Writing a cocktail list for Eric's food is fun because the food is amazing and because it's not the same-old seafood menu. I think the best strategy for pairing cocktails with seafood is understanding that opposites can attract: briny oysters with heavily peated Islay Scotch? Yup! You wouldn’t guess it, but it’s freakin’ amazing. When I tried that combo for the first time, I realized I could take most any spirit and make it work with seafood. The key is finding where flavor combinations meet in the middle.
The oyster and Scotch example is extreme — it’s the simplicity of the two things that makes the combo work. When you have a more complex dish with multiple ingredients, the balance happens when strong spirits are countered with a softer spirit (something like vermouth or Curaçao) to tame the intense flavor and alcohol. Citrus and bitter agents always help a drink become what it really wants to be: balanced!
What is your favorite drink on the list? What was the inspiration for it and what do you see it pairing well with?

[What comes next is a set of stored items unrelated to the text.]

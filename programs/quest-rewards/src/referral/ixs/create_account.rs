use anchor_lang::prelude::*;
use crate::{
    error::QuestRewardsError,
    referral::state::{collect_chain, credit_new_referral},
    AccountCreated, MainState, ReferralAccount
};

// This function registers a new participant in the referral graph
// Params
//   ctx - Account creation context
//   referrer - Optional referrer wallet (None registers a root account)
// Return
//   Ok on success
//     The new node starts at tier 0; up to 4 ancestors get their depth
//     buckets credited, stopping at the first missing ancestor
pub fn create_account(mut ctx: Context<ACreateAccount>, referrer: Option<Pubkey>) -> Result<()> {
    let user_key = ctx.accounts.user.key();
    let account_key = ctx.accounts.referral_account.key();
    let accounts = &mut ctx.accounts;

    // Resolve the referrer link before touching any state
    let referrer_node_key = match referrer {
        Some(referrer_key) => {
            require!(referrer_key.ne(&user_key), QuestRewardsError::CannotReferSelf);
            require!(referrer_key.ne(&Pubkey::default()), QuestRewardsError::InvalidReferrer);
            match &accounts.referrer_account {
                Some(account) => account.key(),
                None => return err!(QuestRewardsError::InvalidReferrer)
            }
        }
        None => Pubkey::default()
    };

    let id = accounts.main_state.next_account_id;
    accounts.main_state.next_account_id += 1;

    let account = &mut accounts.referral_account;
    account.id = id;
    account.owner = user_key;
    account.referred_by = referrer_node_key; // immutable from here on
    account.tier = 0;
    account.eligible_for_tier_up = true;
    account.earned_rewards = 0;

    // Count the new (tier 0) account into up to 4 ancestors
    if referrer_node_key.ne(&Pubkey::default()) {
        let links = [
            accounts.referrer_account.as_mut(),
            accounts.ancestor2.as_mut(),
            accounts.ancestor3.as_mut(),
            accounts.ancestor4.as_mut()
        ];
        let mut chain = collect_chain(referrer_node_key, links)?;
        credit_new_referral(&mut chain)?;
    }

    emit!(AccountCreated {
        account: account_key,
        id,
        owner: user_key,
        referrer: referrer_node_key,
        timestamp: Clock::get()?.unix_timestamp
    });

    Ok(())
}

// Account creation context - passed with accounts
#[derive(Accounts)]
#[instruction(referrer: Option<Pubkey>)]
pub struct ACreateAccount<'info> {
    #[account(mut)]
    pub user: Signer<'info>, // New participant

    #[account(
        mut,
        seeds = [MainState::PREFIX_SEED],
        bump
    )]
    pub main_state: Box<Account<'info, MainState>>, // MainState account (id counter)

    #[account(
        init,
        payer = user,
        seeds = [ReferralAccount::PREFIX_SEED, user.key().as_ref()],
        bump,
        space = 8 + ReferralAccount::MAX_SIZE
    )]
    pub referral_account: Box<Account<'info, ReferralAccount>>, // New graph node

    #[account(
        mut,
        seeds = [ReferralAccount::PREFIX_SEED, referrer.unwrap().as_ref()],
        bump
    )]
    pub referrer_account: Option<Box<Account<'info, ReferralAccount>>>, // Depth-1 ancestor

    #[account(mut)]
    pub ancestor2: Option<Box<Account<'info, ReferralAccount>>>, // Depth-2 ancestor
    #[account(mut)]
    pub ancestor3: Option<Box<Account<'info, ReferralAccount>>>, // Depth-3 ancestor
    #[account(mut)]
    pub ancestor4: Option<Box<Account<'info, ReferralAccount>>>, // Depth-4 ancestor

    pub system_program: Program<'info, System>
}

Right now my favorite drink on the menu is the 20th Century Cocktail (gin, Lillet Blanc, light creme de cacoa, lemon juice). The inspiration came from my favorite cocktail book at the moment: Vintage Spirits and Forgotten Cocktails by Ted 'Dr. Cocktail' Haigh. I have a ton of cocktail books and comb through them on a daily basis. The classics give birth to the best innovation! It pairs well with many of our dishes because it's gin based and has a touch of lemon (gin and lemon love fish!).
How will the menus differ between Flint Creek and Rock Creek?
I haven't written Flint Creek’s menu yet but I am starting to store up drinks for the opening. It’s going to be a fun challenge due to the fact that the menu will be heavy on game dishes, and those meats usually have strong flavors. To simplify it, I think FlintCreek will be driven by brown spirits and Rock Creek by clear spirits.
What's your go-to bar order, personally?
A shot of Fernet Branca and a lager!
Will the hip hop brunch be continuing for the foreseeable future and how are you creating drinks for that, if so?
Hell yes it's continuing — You can't stop that train of awesome! Our drink menu for Hip-Hop brunch will probably stay the same for a while. People like things they can count on at brunch and it’s a killer lineup already.